Material and Methods
Albino Wistar rats (250300 g body weight) were used for bioavailability study. All the rats were divided into four groups. First and third group of animals received only azithromycin (10mg/kg, p.o.) and erythromycin (50mg/kg, p.o.) respectively. Second and fourth group of animals received piperine (20mg/kg, p.o.) 30 minute before administration of drugs. About 2.5 ml of blood samples were collected at different time intervals from each rat. Plasma was separated from blood and plasma concentration of macrolides was measured by High performance liquid chromatography (HPLC). Pharmacokinetic parameters such as area under curve (AUC), peak plasma concentration (Cmax), time to occur peak plasma concentration (Tmax)were calculated and compared between macrolides with and without piperine
Animals were treated with piperine followed by macrolides shown significantly (P<0.05) increased AUC as compared to animal administered only macrolides. The Cmax of azithromycin without and with piperine (20 mg/kg) was found to be 233.3±1.313 ng/l and 350.6±0.751ng/l respectively. Peak time at which maximum drug concentration of azithromycin in plasma without and with piperine (20mg/kg) was found to be 4 and 8 hrs respectively.

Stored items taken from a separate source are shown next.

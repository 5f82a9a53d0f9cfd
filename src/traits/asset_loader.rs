use crate::core::resource::Resource;
use crate::core::texture::{PendingMesh, PendingTexture};

/// Asset-loading capability of the host engine.
///
/// Every load returns immediately with a deferred handle; decoding happens
/// off the render thread and the engine resolves the handle when the asset
/// is first needed. Callers bind handles, they never wait on them.
pub trait AssetLoader {
    /// Load a flat (2D) texture.
    fn load_texture(&self, resource: &Resource) -> PendingTexture;

    /// Load a six-face cubemap texture.
    fn load_cubemap_texture(&self, resource: &Resource) -> PendingTexture;

    /// Load a cubemap texture that stays compressed on the GPU.
    fn load_compressed_cubemap_texture(&self, resource: &Resource) -> PendingTexture;

    /// Load a mesh from a model resource.
    fn load_mesh(&self, resource: &Resource) -> PendingMesh;
}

The Cmax of erythromycin without and with piperine (20 mg/kg) was found to be 192.4±0.836 ng/l and 203.1±1.224 ng/l respectively. Peak time at which maximum drug concentration of erythromycin in plasma without and with piperine (20mg/kg) was found unchanged at 1.5 hrs.
The result of present investigation shows that piperine significantly increased bioavailability of macrolides. Possible reason of increase in bioavailability by piperine may be due to inhibition of CYP3A4 enzyme drug metabolizing system.
Bioavaibility, Pharmacokinetic, Macrolides, Piperine.